TCP/IP と https でインターネット革命が起きて世の中便利になりましたが、便利になったのは市民だけでなく、統治する側の政府も便利になりました。街の落書きやビラ貼りでは誰がやったのか分かりませんが、インターネットなら、必ずIPアドレスがあるので、IPアドレスを辿っていけば発信者にたどり着くことができます。さあ、その発信者を逮捕せよ!というわけで、簡単に検閲や言論統制ができてしますのです。実際かの中国では国内のインターネット回線には言論統制のグレートファイアーウォールが設置され、政府に批判的な言説は通信できなくしています。
それで、中国では毎日、ネットユーザーと政府のイタチごっこが行われています。プロキシーサーバー(代理サーバー)を使う方式や、VPNを使った暗号トンネル方式などが試みられていますが、政府が設置したルーターはこれらのソフトのパケットを遮断する設定を行い、通信できなくしています。
そこで、というわけでもありませんが、全世界のネット検閲に対抗するために、インターネットの中に秘密結社を作って、その中で通信すれば誰も検閲できないという仕組みが考え出され、ソフトウェアが開発されています。それがtor プロジェクトです。むいてもむいても中身が出てこないタマネギに例えて、匿名情報発信サイトのことをonionドメインで指定する決まりです。
例えば、こんなものがあります。
BBC https://www.bbcnewsv2vjtpsuy.onion/
ニューヨーク・タイムズ https://www.nytimes3xbfgragh.onion/
これは、形式上普通のURLの様に見えますが、これは普通のブラウザでアクセスできるURLではありません。特定のソフトをインストールしたPCだけで閲覧できる擬似URLなのです。そのサイトも普通のインターネットからはアクセスできず、特定のソフトウェアをインストーPCだけで閲覧できる、擬似サイトということになります。

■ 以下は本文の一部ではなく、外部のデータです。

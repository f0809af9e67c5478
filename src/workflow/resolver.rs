//! Transition Resolution
//!
//! Picks where an instance goes next. The step graph resolves leniently
//! (no matching condition is a dead end the caller must handle); the stage
//! graph resolves strictly (an unknown action is an error).

use log::{debug, warn};
use serde_json::{json, Value};

use crate::error::StepError;

use super::expression::Expression;
use super::model::{Transition, WorkflowDefinition};

/// Outcome of resolving the successor of a step.
#[derive(Debug, Clone, PartialEq, Eq)]
pub enum Resolution {
    /// Continue with this step
    Next(String),
    /// The step has no successors; the instance is finished
    Terminal,
    /// Several successors, none of whose conditions held
    DeadEnd,
}

/// Builds the context conditions are evaluated against.
pub fn condition_context(result: &Value, variables: &Value) -> Value {
    json!({ "result": result, "variables": variables })
}

/// Resolves the step that follows `current_step_id`.
///
/// - no successors: [`Resolution::Terminal`]
/// - one successor: that successor, unconditionally
/// - several: the first (in declaration order) whose condition is true;
///   a successor without a condition only matches when it is listed first
pub fn resolve_next(
    definition: &WorkflowDefinition,
    current_step_id: &str,
    step_result: &Value,
    variables: &Value,
) -> Result<Resolution, StepError> {
    let step = definition.get_step(current_step_id).ok_or_else(|| {
        StepError::Config(format!(
            "Step '{}' not found in workflow '{}'",
            current_step_id, definition.id
        ))
    })?;

    match step.next.as_slice() {
        [] => Ok(Resolution::Terminal),
        [only] => Ok(Resolution::Next(only.clone())),
        successors => {
            let context = condition_context(step_result, variables);

            for (position, successor) in successors.iter().enumerate() {
                let matched = match step.conditions.get(successor) {
                    Some(source) => {
                        let expression =
                            Expression::parse(source).map_err(|e| StepError::Expression {
                                expression: source.clone(),
                                message: e.to_string(),
                            })?;
                        expression.evaluate(&context)
                    }
                    None => position == 0,
                };

                if matched {
                    debug!("Step '{}' resolved to '{}'", step.id, successor);
                    return Ok(Resolution::Next(successor.clone()));
                }
            }

            warn!(
                "Step '{}' in workflow '{}': no successor condition matched",
                step.id, definition.id
            );
            Ok(Resolution::DeadEnd)
        }
    }
}

/// Finds the stage transition for `action` out of `current_stage`.
///
/// Returns `None` when no transition matches; callers turn that into
/// `InvalidTransition`.
pub fn resolve_transition<'a>(
    definition: &'a WorkflowDefinition,
    current_stage: &str,
    action: &str,
) -> Option<&'a Transition> {
    definition
        .transitions
        .iter()
        .find(|t| t.from == current_stage && t.action == action)
}

/// Actions available from a stage, in declaration order.
pub fn available_actions<'a>(definition: &'a WorkflowDefinition, stage: &str) -> Vec<&'a str> {
    definition
        .transitions
        .iter()
        .filter(|t| t.from == stage)
        .map(|t| t.action.as_str())
        .collect()
}

#[cfg(test)]
mod tests {
    use super::*;
    use crate::workflow::model::{Stage, StageKind, Step};

    fn branching(condition_for_y: &str) -> WorkflowDefinition {
        WorkflowDefinition::from_steps(
            "branching",
            vec![
                Step::decision("d", "variables.flag").then("x").when("y", condition_for_y),
                Step::task("x", "noop"),
                Step::task("y", "noop"),
            ],
        )
    }

    #[test]
    fn test_terminal_step() {
        let definition = branching("true");
        let resolution = resolve_next(&definition, "x", &Value::Null, &json!({})).unwrap();
        assert_eq!(resolution, Resolution::Terminal);
    }

    #[test]
    fn test_single_successor_is_unconditional() {
        let definition = WorkflowDefinition::from_steps(
            "linear",
            vec![Step::task("a", "noop").then("b"), Step::task("b", "noop")],
        );
        let resolution = resolve_next(&definition, "a", &json!(false), &json!({})).unwrap();
        assert_eq!(resolution, Resolution::Next("b".to_string()));
    }

    #[test]
    fn test_false_condition_always_selects_first() {
        let definition = branching("false");
        for result in [json!(true), json!(false), Value::Null, json!({"any": 1})] {
            let resolution = resolve_next(&definition, "d", &result, &json!({})).unwrap();
            assert_eq!(resolution, Resolution::Next("x".to_string()));
        }
    }

    #[test]
    fn test_first_matching_condition_wins() {
        let definition = WorkflowDefinition::from_steps(
            "scores",
            vec![
                Step::task("score", "rate")
                    .when("high", "result > 8")
                    .when("mid", "result > 4")
                    .when("low", "true"),
                Step::task("high", "noop"),
                Step::task("mid", "noop"),
                Step::task("low", "noop"),
            ],
        );

        let resolve = |r: Value| resolve_next(&definition, "score", &r, &json!({})).unwrap();
        assert_eq!(resolve(json!(9)), Resolution::Next("high".to_string()));
        assert_eq!(resolve(json!(5)), Resolution::Next("mid".to_string()));
        assert_eq!(resolve(json!(1)), Resolution::Next("low".to_string()));
    }

    #[test]
    fn test_dead_end_when_nothing_matches() {
        let definition = WorkflowDefinition::from_steps(
            "dead",
            vec![
                Step::task("a", "noop")
                    .when("b", "variables.go == 'b'")
                    .when("c", "variables.go == 'c'"),
                Step::task("b", "noop"),
                Step::task("c", "noop"),
            ],
        );
        let resolution = resolve_next(&definition, "a", &Value::Null, &json!({"go": "z"})).unwrap();
        assert_eq!(resolution, Resolution::DeadEnd);
    }

    #[test]
    fn test_conditions_see_variables() {
        let definition = branching("variables.route == 'y'");
        let resolution =
            resolve_next(&definition, "d", &json!(false), &json!({"route": "y"})).unwrap();
        // x has no condition and is listed first, so it still wins
        assert_eq!(resolution, Resolution::Next("x".to_string()));
    }

    #[test]
    fn test_unknown_step() {
        let definition = branching("true");
        assert!(resolve_next(&definition, "nope", &Value::Null, &json!({})).is_err());
    }

    #[test]
    fn test_stage_transition_lookup() {
        let definition = WorkflowDefinition::from_stages(
            "approval",
            vec![
                Stage::new("draft", StageKind::Start),
                Stage::new("review", StageKind::Review),
                Stage::new("published", StageKind::End),
            ],
            vec![
                Transition::new("draft", "review", "submit"),
                Transition::new("review", "draft", "reject"),
                Transition::new("review", "published", "publish"),
            ],
        );

        let transition = resolve_transition(&definition, "review", "publish").unwrap();
        assert_eq!(transition.to, "published");
        assert!(resolve_transition(&definition, "draft", "publish").is_none());
        assert_eq!(available_actions(&definition, "review"), vec!["reject", "publish"]);
    }
}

それが、Tor ブラウザです。これはブラウザと呼ばれていますが、単なるブラウザではなく、ピアツーピア通信クライアントソフト+ブラウザです。これはピアツーピア通信の一種で、インターネット接続を全参加者(ソフトインストール者)が共有する方式になります。2020年10月にはBraveブラウザがTorの正式サポートを発表しています。
普通のインターネットから見ると参加者のうちのひとりのIPアドレスが出てきますが、本当の発信者は別の人かもしれません。匿名性が高いのでダークネットとも呼ばれ、注意が必要です。ソフトをインストールしただけで、IPアドレスを犯罪者に使わせてしまう可能性を生じているのです。
パソコン遠隔操作事件では、犯人がTorと代行スレッドを使って遠隔操作マルウェアを匿名掲示板に書き込み、それを誤ってインストールしてしまったサラリーマンなどが誤認逮捕されてしまいました。ウイルスの場合は既存のプログラムに寄生するために、プログラムの先頭に特徴的なジャンプ命令が入りますが、マルウェアの場合はそういう特徴はありませんので、「新作」のマルウェアは中々ウイルス対策ソフトでは除去しにくいのです。普通のソフトの体裁をしているのですが、「イケない処理」をしているということなんですね。表向きは付箋ソフトとかの体裁で、裏で遠隔操作やキーロガーなどが動いているというわけです。それで、インストールできるソフトを極限まで制限しているのが、ウインドウズのSモードというやつですね。
確かにこれは「安全」と言えるものですが、好きなプログラムをインストールできないのですから、もはやパソコンとは言えないかもしれません。パソコンがスマホみたいになってしまった感じです。それでも、ブラウザのアクセスやメール送受信などには何ら支障はありません。
ともかく、インターネットの世界では、秘密結社Torのようなものから、ウインドウズSモードみたいなものまで、幅広く色んなものがあるというわけでございます。その幅が、毎日少しずつ拡大してきているということを感じて下さい。